Sanctions and remedies
The following sanctions and remedies can be imposed:
1. Companies, activists, associations, and others can be authorized to exercise opt-out rights on behalf of California residents (Cal. Civ. Code § 1798.135(c).
2. Companies that become victims of data theft or other data security breaches can be ordered in civil class action lawsuits to pay statutory damages between $100 to $750 per California resident and incident, or actual damages, whichever is greater, and any other relief a court deems proper, subject to an option of the California Attorney General’s Office to prosecute the company instead of allowing civil suits to be brought against it (Cal. Civ. Code § 1798.150).
3. A fine up to $7,500 for each intentional violation and $2,500 for each unintentional violation (Cal. Civ. Code § 1798.155).
4. Privacy notices must be accessible and have alternative format access clearly called out.

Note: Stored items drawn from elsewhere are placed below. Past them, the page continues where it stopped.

/// Node ordering for [`Graph::sort`].
#[derive(Debug, Clone, Copy, PartialEq, Eq)]
pub enum SortOrder {
    /// Flat weight first.
    Flat,
    /// Cumulative weight first.
    Cum,
}

/// A call graph of one profile.
#[derive(Debug, Clone, Default, PartialEq, Eq)]
pub struct Graph {
    /// Nodes, in sort order once sorted.
    pub nodes: Vec<Node>,
    /// Edges between node indices.
    pub edges: Vec<Edge>,
}

pub(crate) fn location_infos(p: &Profile, loc: &Location) -> Vec<NodeInfo> {
    let objfile = p.mapping(loc).map(|m| m.file.clone()).unwrap_or_default();
    if loc.lines.is_empty() {
        return vec![NodeInfo {
            address: loc.address,
            objfile,
            ..Default::default()
        }];
    }
    // outermost caller first
    loc.lines
        .iter()
        .rev()
        .map(|line| {
            let f = p.function(line);
            NodeInfo {
                name: f.map(|f| f.name.clone()).unwrap_or_default(),
                orig_name: f.map(|f| f.system_name.clone()).unwrap_or_default(),
                address: loc.address,
                file: f.map(|f| f.filename.clone()).unwrap_or_default(),
                start_line: f.map_or(0, |f| f.start_line),
                lineno: line.line,
                objfile: objfile.clone(),
            }
        })
        .collect()
}

impl Graph {
    /// Builds the graph of `p`. When `keep` is set, frames outside it are
    /// skipped and the edges bridging them are marked residual.
    pub fn build(p: &Profile, value: &SampleValue, keep: Option<&HashSet<NodeInfo>>) -> Graph {
        let mut graph = Graph::default();
        let mut node_index: HashMap<NodeInfo, usize> = HashMap::new();
        let mut edge_index: HashMap<(usize, usize), usize> = HashMap::new();
        let mut location_cache: HashMap<usize, Vec<NodeInfo>> = HashMap::new();

        for sample in &p.samples {
            let (w, dw) = (value.value(&sample.values), value.divisor(&sample.values));
            if w == 0 && dw == 0 {
                continue;
            }
            let mut seen_nodes = HashSet::new();
            let mut seen_edges = HashSet::new();
            let mut caller: Option<usize> = None;
            let mut residual = false;

            for &loc_index in sample.locations.iter().rev() {
                let infos = location_cache
                    .entry(loc_index)
                    .or_insert_with(|| location_infos(p, &p.locations[loc_index]));
                for (i, info) in infos.iter().enumerate() {
                    if keep.is_some_and(|k| !k.contains(info)) {
                        residual = true;
                        continue;
                    }
                    let n = *node_index.entry(info.clone()).or_insert_with(|| {
                        graph.nodes.push(Node {
                            info: info.clone(),
                            ..Default::default()
                        });
                        graph.nodes.len() - 1
                    });
                    if seen_nodes.insert(n) {
                        graph.nodes[n].cum += w;
                        graph.nodes[n].cum_div += dw;
                    }
                    if let Some(c) = caller {
                        if seen_edges.insert((c, n)) {
                            let e = *edge_index.entry((c, n)).or_insert_with(|| {
                                graph.edges.push(Edge {
                                    src: c,
                                    dest: n,
                                    weight: 0,
                                    weight_div: 0,
                                    residual,
                                    inline: i > 0,
                                });
                                graph.edges.len() - 1
                            });
                            let edge = &mut graph.edges[e];
                            edge.weight += w;
                            edge.weight_div += dw;
                            edge.residual &= residual;
                        }
                    }
                    caller = Some(n);
                    residual = false;
                }
            }
            if let (Some(leaf), false) = (caller, residual) {
                graph.nodes[leaf].flat += w;
                graph.nodes[leaf].flat_div += dw;
            }
        }
        graph
    }

    /// Identities of every node.
    pub fn infos(&self) -> HashSet<NodeInfo> {
        self.nodes.iter().map(|n| n.info.clone()).collect()
    }

    /// Edges into `node`.
    pub fn in_edges(&self, node: usize) -> impl Iterator<Item = &Edge> {
        self.edges.iter().filter(move |e| e.dest == node)
    }

    /// Edges out of `node`.
    pub fn out_edges(&self, node: usize) -> impl Iterator<Item = &Edge> {
        self.edges.iter().filter(move |e| e.src == node)
    }

    /// Reorders nodes in place; edge endpoints are remapped.
    pub fn sort(&mut self, order: SortOrder) {
        let mut perm: Vec<usize> = (0..self.nodes.len()).collect();
        perm.sort_by(|&a, &b| compare_nodes(&self.nodes[a], &self.nodes[b], order));
        let mut new_index = vec![0; perm.len()];
        for (new, &old) in perm.iter().enumerate() {
            new_index[old] = new;
        }
        let mut old_nodes: Vec<Option<Node>> = std::mem::take(&mut self.nodes)
            .into_iter()
            .map(Some)
            .collect();
        self.nodes = perm
            .iter()
            .filter_map(|&old| old_nodes[old].take())
            .collect();
        for e in &mut self.edges {
            e.src = new_index[e.src];
            e.dest = new_index[e.dest];
        }
        self.edges
            .sort_by(|a, b| (a.src, a.dest).cmp(&(b.src, b.dest)));
    }

    /// Drops edges whose weight is below `cutoff`; returns how many.
    pub fn trim_low_frequency_edges(&mut self, cutoff: i64) -> usize {
        let before = self.edges.len();
        self.edges.retain(|e| e.weight.abs() >= cutoff);
        before - self.edges.len()
    }
}

fn compare_nodes(a: &Node, b: &Node, order: SortOrder) -> Ordering {
    let (primary, secondary) = match order {
        SortOrder::Flat => ((a.flat, b.flat), (a.cum, b.cum)),
        SortOrder::Cum => ((a.cum, b.cum), (a.flat, b.flat)),
    };
    primary
        .1
        .abs()
        .cmp(&primary.0.abs())
        .then_with(|| a.info.printable_name().cmp(&b.info.printable_name()))
        .then_with(|| secondary.1.abs().cmp(&secondary.0.abs()))
        .then_with(|| a.info.cmp(&b.info))
}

Definition of personal data
CCPA defines personal information as: information that identifies, relates to, describes, is reasonably capable of being associated with, or could reasonably be linked, directly or indirectly, with a particular consumer or household such as a real name, alias, postal address, unique personal identifier, online identifier, Internet Protocol address, email address, account name, social security number, driver’s license number, passport number, or other similar identifiers.
An additional caveat identifies, relates to, describes, or is capable of being associated with, a particular individual, including, but not limited to, their name, signature, Social Security number, physical characteristics or description, address, telephone number, passport number, driver’s license or state identification card number, insurance policy number, education, employment, employment history, bank account number, credit card number, debit card number, or any other financial information, medical information, or health insurance information.
It does not consider Publicly Available Information as personal.
Key differences between CCPA and the European Union’s GDPR include:
1. The scope and territorial reach of each
2. Definitions related to protected information
4. Levels of specificity
5. Opt-out right for sales of personal information.
CCPA differs in definition of personal information from GDPR as in some cases the CCPA only considers data that was provided by a consumer and excludes personal data that was purchased by, or acquired through, third parties[the italicized portion of this sentence is open to debate]. The GDPR does not make that distinction and covers all personal data regardless of source (even in the event of sensitive personal information, this doesn’t apply if the information was manifestly made public by the data subject themselves, following the exception under Art.9(2),e). As such the definition in GDPR is much broader than defined in the CCPA.